NPH Insulin Dosing for Tube Feeding with 163 g Carbohydrate Over 24 Hours
For a patient receiving 163 g of carbohydrate via tube feeding over 24 hours using a 1:5 carbohydrate‑to‑insulin ratio, the total daily NPH dose is approximately 33 units, divided as 16–17 units every 12 hours.
Dose Calculation
- The American Diabetes Association recommends 1 unit of insulin for every 10–15 g of carbohydrate delivered by continuous or cycled tube feeding 1, 2.
- Using the patient's specified 1:5 ratio (1 unit per 5 g carbohydrate), the calculation is: 163 g ÷ 5 = 32.6 units total daily dose 2, 3.
- Round to 33 units per day for practical administration 1, 2.
NPH Administration Schedule
- Administer NPH insulin twice daily (every 12 hours) to provide optimal basal coverage for continuous tube feeding 1, 2.
- Split the total dose: 16–17 units every 12 hours (e.g., 16 U at 8 AM and 17 U at 8 PM, or 17 U twice daily) 1, 2.
- NPH peaks 4–6 hours after administration, making twice‑daily dosing ideal for matching the continuous carbohydrate delivery 1, 4, 5.
Correction Insulin Protocol
- Add regular human insulin every 6 hours (or rapid‑acting insulin every 4 hours) as correction doses in addition to scheduled NPH 1, 2.
- Glucose >250 mg/dL: give 2 U regular insulin 1, 2.
- Glucose >350 mg/dL: give 4 U regular insulin 1, 2.
- Correction insulin must supplement—not replace—scheduled NPH; sliding‑scale monotherapy is condemned by major diabetes guidelines 1, 2.
Monitoring and Titration
- Check glucose every 4–6 hours during tube feeding 1, 2.

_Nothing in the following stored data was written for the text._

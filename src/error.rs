//! Error types for Biblion server

use axum::{
    http::StatusCode,
    response::{IntoResponse, Response},
    Json,
};
use serde::Serialize;
use thiserror::Error;

/// Application error codes carried in every error response body
#[derive(Debug, Clone, Copy, PartialEq, Eq)]
#[repr(u32)]
pub enum ErrorCode {
    Success = 0,
    Failure = 1,
    NotAuthorized = 2,
    DbFailure = 3,
    NoSuchRecord = 4,
    BadValue = 5,
    InsufficientCopies = 6,
    OutOfStock = 7,
    DuplicateReservation = 8,
    ReservationLimitReached = 9,
    IllegalTransition = 10,
    Conflict = 11,
}

/// Main application error type
#[derive(Error, Debug)]
pub enum AppError {
    #[error("Authentication failed: {0}")]
    Authentication(String),

    #[error("Authorization failed: {0}")]
    Authorization(String),

    #[error("Not found: {0}")]
    NotFound(String),

    #[error("Validation error: {0}")]
    Validation(String),

    #[error("Database error: {0}")]
    Database(#[from] sqlx::Error),

    #[error("Insufficient copies: {0}")]
    InsufficientCopies(String),

    #[error("Out of stock: {0}")]
    OutOfStock(String),

    #[error("Duplicate reservation: {0}")]
    DuplicateActive(String),

    #[error("Reservation limit reached: {0}")]
    LimitExceeded(String),

    #[error("Illegal status transition: {0}")]
    Transition(String),

    #[error("Conflict: {0}")]
    Conflict(String),

    #[error("Internal server error: {0}")]
    Internal(String),
}

/// Error response body
#[derive(Serialize, utoipa::ToSchema)]
pub struct ErrorResponse {
    pub success: bool,
    pub code: u32,
    pub error: String,
    pub message: String,
}

impl IntoResponse for AppError {
    fn into_response(self) -> Response {
        let (status, code, message) = match &self {
            AppError::Authentication(msg) => {
                (StatusCode::UNAUTHORIZED, ErrorCode::NotAuthorized, msg.clone())
            }
            AppError::Authorization(msg) => {
                (StatusCode::FORBIDDEN, ErrorCode::NotAuthorized, msg.clone())
            }
            AppError::NotFound(msg) => {
                (StatusCode::NOT_FOUND, ErrorCode::NoSuchRecord, msg.clone())
            }
            AppError::Validation(msg) => {
                (StatusCode::BAD_REQUEST, ErrorCode::BadValue, msg.clone())
            }
            AppError::Database(e) => {
                tracing::error!("Database error: {:?}", e);
                (
                    StatusCode::INTERNAL_SERVER_ERROR,
                    ErrorCode::DbFailure,
                    "Database error".to_string(),
                )
            }
            AppError::InsufficientCopies(msg) => {
                (StatusCode::BAD_REQUEST, ErrorCode::InsufficientCopies, msg.clone())
            }
            AppError::OutOfStock(msg) => {
                (StatusCode::BAD_REQUEST, ErrorCode::OutOfStock, msg.clone())
            }
            AppError::DuplicateActive(msg) => {
                (StatusCode::BAD_REQUEST, ErrorCode::DuplicateReservation, msg.clone())
            }
            AppError::LimitExceeded(msg) => {
                (StatusCode::BAD_REQUEST, ErrorCode::ReservationLimitReached, msg.clone())
            }
            AppError::Transition(msg) => {
                (StatusCode::UNPROCESSABLE_ENTITY, ErrorCode::IllegalTransition, msg.clone())
            }
            AppError::Conflict(msg) => {
                (StatusCode::CONFLICT, ErrorCode::Conflict, msg.clone())
            }
            AppError::Internal(msg) => {
                tracing::error!("Internal error: {}", msg);
                (
                    StatusCode::INTERNAL_SERVER_ERROR,
                    ErrorCode::Failure,
                    "Internal server error".to_string(),
                )
            }
        };

        let body = Json(ErrorResponse {
            success: false,
            code: code as u32,
            error: format!("{:?}", code),
            message,
        });

        (status, body).into_response()
    }
}

/// Result type alias for application operations
pub type AppResult<T> = Result<T, AppError>;
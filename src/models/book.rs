//! Book (inventory) model and related types

use chrono::{DateTime, Utc};
use serde::{Deserialize, Serialize};
use sqlx::FromRow;
use utoipa::{IntoParams, ToSchema};
use validator::Validate;

/// Derived availability label. Never stored: computed from
/// `available_quantity > 0` at serialization time.
#[derive(Debug, Clone, Copy, PartialEq, Eq, Serialize, Deserialize, ToSchema)]
pub enum BookStatus {
    Available,
    #[serde(rename = "Not Available")]
    NotAvailable,
}

impl BookStatus {
    pub fn from_available(available_quantity: i16) -> Self {
        if available_quantity > 0 {
            BookStatus::Available
        } else {
            BookStatus::NotAvailable
        }
    }
}

/// Full book model from database
#[derive(Debug, Clone, Serialize, Deserialize, FromRow, ToSchema)]
pub struct Book {
    pub id: i32,
    pub title: String,
    pub author: String,
    pub category: Option<String>,
    pub isbn: String,
    pub quantity: i16,
    pub available_quantity: i16,
    pub created_at: DateTime<Utc>,
    pub updated_at: DateTime<Utc>,
}

impl Book {
    pub fn status(&self) -> BookStatus {
        BookStatus::from_available(self.available_quantity)
    }
}

/// Book with its derived status for API responses
#[derive(Debug, Clone, Serialize, ToSchema)]
pub struct BookWithStatus {
    #[serde(flatten)]
    pub book: Book,
    pub status: BookStatus,
}

impl From<Book> for BookWithStatus {
    fn from(book: Book) -> Self {
        let status = book.status();
        Self { book, status }
    }
}

/// Availability snapshot for a single title
#[derive(Debug, Clone, Serialize, FromRow, ToSchema)]
pub struct BookAvailability {
    pub title: String,
    pub quantity: i16,
    pub available_quantity: i16,
}

/// Create book request
#[derive(Debug, Deserialize, Validate, ToSchema)]
pub struct CreateBook {
    #[validate(length(min = 1, message = "title is required"))]
    pub title: String,
    #[validate(length(min = 1, message = "author is required"))]
    pub author: String,
    pub category: Option<String>,
    #[validate(length(min = 1, message = "isbn is required"))]
    pub isbn: String,
    #[validate(range(min = 0))]
    pub quantity: i16,
}

/// Update book request. A `quantity` resize shifts `available_quantity`
/// by the same delta, clamped to `[0, quantity]`.
#[derive(Debug, Deserialize, Validate, ToSchema)]
pub struct UpdateBook {
    pub title: Option<String>,
    pub author: Option<String>,
    pub category: Option<String>,
    pub isbn: Option<String>,
    #[validate(range(min = 0))]
    pub quantity: Option<i16>,
}

/// Book list query parameters
#[derive(Debug, Deserialize, IntoParams, ToSchema)]
pub struct BookQuery {
    pub title: Option<String>,
    pub author: Option<String>,
    pub category: Option<String>,
    pub isbn: Option<String>,
    pub page: Option<i64>,
    pub per_page: Option<i64>,
}

/// Compute the new `available_quantity` after a librarian resizes a book's
/// total `quantity`. Copies currently out on loan stay out: the available
/// count moves by the same delta as the total, clamped to `[0, new_quantity]`.
pub fn resized_available(old_quantity: i16, old_available: i16, new_quantity: i16) -> i16 {
    let delta = new_quantity - old_quantity;
    (old_available + delta).clamp(0, new_quantity)
}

- Reassess the total NPH dose every 3 days based on average glucose trends 1, 2.
- Average glucose ≥180 mg/dL: increase total daily NPH by 4 U every 3 days 1, 2.
- Average glucose 140–179 mg/dL: increase total daily NPH by 2 U every 3 days 1, 2.
- Target glucose range: 140–180 mg/dL for non‑critically ill hospitalized patients 1, 2.
Critical Safety Considerations
- If tube feeding is interrupted, start a 10% dextrose infusion at 50 mL/h immediately to prevent severe hypoglycemia, because NPH insulin activity persists for 12–18 hours 1, 2.
- For patients with type 1 diabetes, continue basal insulin even when feedings stop to prevent diabetic ketoacidosis 1, 2.
- If any glucose reading falls <70 mg/dL, treat with 15 g fast‑acting carbohydrate (if feasible) and reduce the implicated NPH dose by 10–20% immediately 1, 2.
Common Pitfalls to Avoid
- Do not use the standard 1:10–15 ratio when the patient's established ratio is 1:5; this would result in severe under‑dosing (only 11–16 U/day instead of 33 U/day) 1, 2, 3.
- Avoid using sliding‑scale insulin as monotherapy; only ~38% achieve control versus ~68% with scheduled basal insulin 1, 2.
- Do not delay insulin adjustments; 75% of hospitalized patients who develop hypoglycemia had no dose change before the next administration 1, 2.
- Never discontinue NPH when tube feeding stops; switch to dextrose infusion instead to prevent hypoglycemia 1, 2.
Alternative Insulin Regimens (If NPH Unavailable)
- Regular insulin every 6 hours: Total 33 U ÷ 4 doses = 8–9 U every 6 hours 1, 2.
- Long‑acting basal insulin (glargine/detemir): Administer 50% of total dose (≈16 U) once daily plus correction insulin 1, 2.
- However, NPH every 12 hours remains the preferred regimen for continuous tube feeding because its pharmacokinetic profile better matches the continuous carbohydrate delivery 1, 2, 4, 5.